通过益生菌筛选试验发现，在pH分别为1.5、2.0、3.0的条件下进行培养时，pH值越低，酵母菌生长活性受到的抑制越强，在pH为1.5时酵母菌生长活性最低，其中H2、F3、N2、Y2四种菌在3种酸度下均受到的较强的抑制，几乎无法生长。在耐胆盐试验中，N6、H3、N9、N香4种菌无法正常生长，受到的抑制性较大。在模拟胃液和37℃的条件下，筛选出9株能够在人体胃肠道存活的酵母菌，并对这9株菌进行了抑菌试验。其中，L5、L3只在金黄色葡萄球菌的培养基上有抑菌圈，F1、L1、H3在两种指示菌的平板上均没有抑菌圈，只有H1、Y1、Y36-6、L4四株菌可以在两种指示菌上看到明显的抑菌圈。
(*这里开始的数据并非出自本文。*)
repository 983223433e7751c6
pub mod config;
pub mod handlers;
pub mod router;
pub mod state;

pub use config::{Environment, Settings};
pub use router::create_router;
pub use state::AppState;
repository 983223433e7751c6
use axum::Json;
use axum::extract::State;
use axum::extract::rejection::JsonRejection;
use axum::http::StatusCode;
use serde::{Deserialize, Serialize};

use crate::application::ports::{FileLoader, LlmClient};
use crate::domain::SessionId;
use crate::presentation::state::AppState;

use super::error::ApiError;

#[derive(Debug, Deserialize)]
pub struct ChatRequest {
    #[serde(default)]
    pub message: Option<String>,
    #[serde(default)]
    pub session_id: Option<String>,
}

#[derive(Debug, Serialize)]
pub struct ChatResponse {
    pub reply: String,
    pub session_id: String,
}

#[tracing::instrument(skip(state, payload))]
pub async fn chat_handler<F, L>(
    State(state): State<AppState<F, L>>,
    payload: Result<Json<ChatRequest>, JsonRejection>,
) -> Result<Json<ChatResponse>, ApiError>
where
    F: FileLoader + 'static,
    L: LlmClient + 'static,
{
    let Json(request) = payload.map_err(|rejection| {
        if rejection.status() == StatusCode::PAYLOAD_TOO_LARGE {
            ApiError::PayloadTooLarge(rejection.body_text())
        } else {
            ApiError::Validation(rejection.body_text())
        }
    })?;

    let message = request
        .message
        .as_deref()
        .map(str::trim)
        .filter(|m| !m.is_empty())
        .ok_or_else(|| ApiError::Validation("Missing required field: message".to_string()))?;

    let session_id = request.session_id.as_deref().and_then(SessionId::parse);

    let reply = state.chat_service.chat(session_id, message).await?;

    Ok(Json(ChatResponse {
        reply: reply.reply,
        session_id: reply.session_id.to_string(),
    }))
}
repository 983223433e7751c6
use serde::{Deserialize, Serialize};

/// Speaker of a prompt message. Session turns only ever carry `User` or `Assistant`.
#[derive(Debug, Clone, Copy, PartialEq, Eq, Hash, Serialize, Deserialize)]
#[serde(rename_all = "lowercase")]
pub enum Role {
    System,
    User,
    Assistant,
}
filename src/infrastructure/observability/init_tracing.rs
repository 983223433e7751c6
use tracing_subscriber::layer::SubscriberExt;
use tracing_subscriber::util::SubscriberInitExt;
use tracing_subscriber::{EnvFilter, fmt};

use super::TracingConfig;

/// Installs the global subscriber. `RUST_LOG` wins over the configured filter.
pub fn init_tracing(config: &TracingConfig) {
    let env_filter = EnvFilter::try_from_default_env()
        .or_else(|_| EnvFilter::try_new(&config.default_filter))
        .unwrap_or_else(|_| EnvFilter::new("info"));

    let registry = tracing_subscriber::registry().with(env_filter);

    let initialized = if config.json_format {
        registry
            .with(
                fmt::layer()
                    .json()
                    .with_target(true)
                    .with_file(true)
                    .with_line_number(true),
            )
            .try_init()
    } else {
        registry
            .with(
                fmt::layer()
                    .with_target(true)
                    .with_file(true)
                    .with_line_number(true),
            )
            .try_init()
    };

    if initialized.is_err() {
        tracing::debug!("Tracing subscriber already installed");
        return;
    }

    tracing::info!(
        environment = %config.environment,
        json_format = config.json_format,
        "Tracing initialized"
    );
}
经过以上的益生特性筛选试验后得到H1、Y1、Y36-6、L4这4株菌为潜在益生酵母菌，并对4株菌的疏水性及自动聚集能力进行测试后发现，菌株H1、Y1具有高度疏水性，Y36-6、L4具有中度疏水性，且4株菌都具备中等自动聚集能力，说明它们都具有良好的黏附性在胃肠道内能有较好的存活能力。对4株酵母菌DNA测序，将测序结果比对分析后得出，菌株H1属于马克斯克鲁维酵母菌属，菌株Y1属于酿酒酵母属，与其相似度达到99%，Y36-6和L4都属于毕赤酵母属，与其相似度达到99%。后期将对筛选出的4株具有潜在益生功能的酵母菌，进行益生功能性乳产品的研制，对其在实际应用中的抗氧化性和益生活性等方面进行研究。